__WHAT IS NEEDED__: Where "detail" appears in a line of the entries below, that line should be copied.

Dataset entries:

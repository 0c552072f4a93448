//! HTTP contract of the backend's session endpoints

use crate::config::ApiConfig;
use crate::{CredentialPair, Identity, RehearseError, Result};
use async_trait::async_trait;
use reqwest::{Client, Response, StatusCode};
use serde::{Deserialize, Serialize};
use url::Url;

/// Backend operations the session manager depends on
#[async_trait]
pub trait SessionApi: Send + Sync {
    /// Resolve the identity behind an access credential. A rejected credential is
    /// reported as [`RehearseError::Unauthorized`].
    async fn fetch_identity(&self, access_token: &str) -> Result<Identity>;

    /// Mint a new credential pair from a refresh credential
    async fn refresh(&self, refresh_token: &str) -> Result<CredentialPair>;

    /// Tell the backend the session ended. Callers treat this as best effort.
    async fn logout(&self, access_token: &str) -> Result<()>;
}

/// Refresh request body
#[derive(Debug, Serialize)]
struct RefreshRequest<'a> {
    refresh_token: &'a str,
}

/// FastAPI error response
#[derive(Debug, Deserialize)]
struct ApiErrorResponse {
    detail: serde_json::Value,
}

/// reqwest implementation against the RehearseKit backend
pub struct HttpSessionApi {
    /// HTTP client for API requests
    client: Client,
    /// API origin
    base_url: Url,
    identity_path: String,
    refresh_path: String,
    logout_path: String,
}

impl HttpSessionApi {
    pub fn new(api_url: &str, config: &ApiConfig) -> Result<Self> {
        let client = Client::builder()
            .timeout(config.timeout())
            .build()
            .map_err(RehearseError::Network)?;

        Ok(Self {
            client,
            base_url: normalize_api_url(api_url)?,
            identity_path: config.identity_path.clone(),
            refresh_path: config.refresh_path.clone(),
            logout_path: config.logout_path.clone(),
        })
    }

    pub fn base_url(&self) -> &Url {
        &self.base_url
    }

    fn endpoint(&self, path: &str) -> Result<Url> {
        Ok(self.base_url.join(path)?)
    }

    /// Log the backend's error detail for a failed response, then map the status
    async fn status_error(response: Response) -> RehearseError {
        let status = response.status();
        if let Ok(error) = response.json::<ApiErrorResponse>().await {
            tracing::debug!("Backend rejected request with {}: {}", status, error.detail);
        }

        if status == StatusCode::UNAUTHORIZED {
            RehearseError::Unauthorized
        } else {
            RehearseError::HttpStatus(status.as_u16())
        }
    }
}

#[async_trait]
impl SessionApi for HttpSessionApi {
    async fn fetch_identity(&self, access_token: &str) -> Result<Identity> {
        let response = self
            .client
            .get(self.endpoint(&self.identity_path)?)
            .bearer_auth(access_token)
            .send()
            .await
            .map_err(RehearseError::Network)?;

        if !response.status().is_success() {
            return Err(Self::status_error(response).await);
        }

        let body = response.bytes().await.map_err(RehearseError::Network)?;
        serde_json::from_slice(&body)
            .map_err(|e| RehearseError::MalformedPayload(format!("identity response: {e}")))
    }

    async fn refresh(&self, refresh_token: &str) -> Result<CredentialPair> {
        let response = self
            .client
            .post(self.endpoint(&self.refresh_path)?)
            .json(&RefreshRequest { refresh_token })
            .send()
            .await
            .map_err(RehearseError::Network)?;

        if !response.status().is_success() {
            return Err(Self::status_error(response).await);
        }

        let body = response.bytes().await.map_err(RehearseError::Network)?;
        serde_json::from_slice(&body)
            .map_err(|e| RehearseError::MalformedPayload(format!("refresh response: {e}")))
    }

    async fn logout(&self, access_token: &str) -> Result<()> {
        let response = self
            .client
            .post(self.endpoint(&self.logout_path)?)
            .bearer_auth(access_token)
            .send()
            .await
            .map_err(RehearseError::Network)?;

        if !response.status().is_success() {
            return Err(Self::status_error(response).await);
        }

        Ok(())
    }
}

/// Normalize an API origin for consistent joining and credential scoping
pub fn normalize_api_url(url: &str) -> Result<Url> {
    let mut normalized = url.trim_end_matches('/').to_string();

    if !normalized.starts_with("http://") && !normalized.starts_with("https://") {
        normalized = format!("https://{normalized}");
    }

    let parsed = Url::parse(&normalized).map_err(RehearseError::UrlParse)?;
    if parsed.host_str().is_none() {
        return Err(RehearseError::Config(format!("API URL has no host: {url}")));
    }

    Ok(parsed)
}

__OUTPUT FOR THIS EXERCISE__:
    detail: serde_json::Value,
    /// Log the backend's error detail for a failed response, then map the status
            tracing::debug!("Backend rejected request with {}: {}", status, error.detail);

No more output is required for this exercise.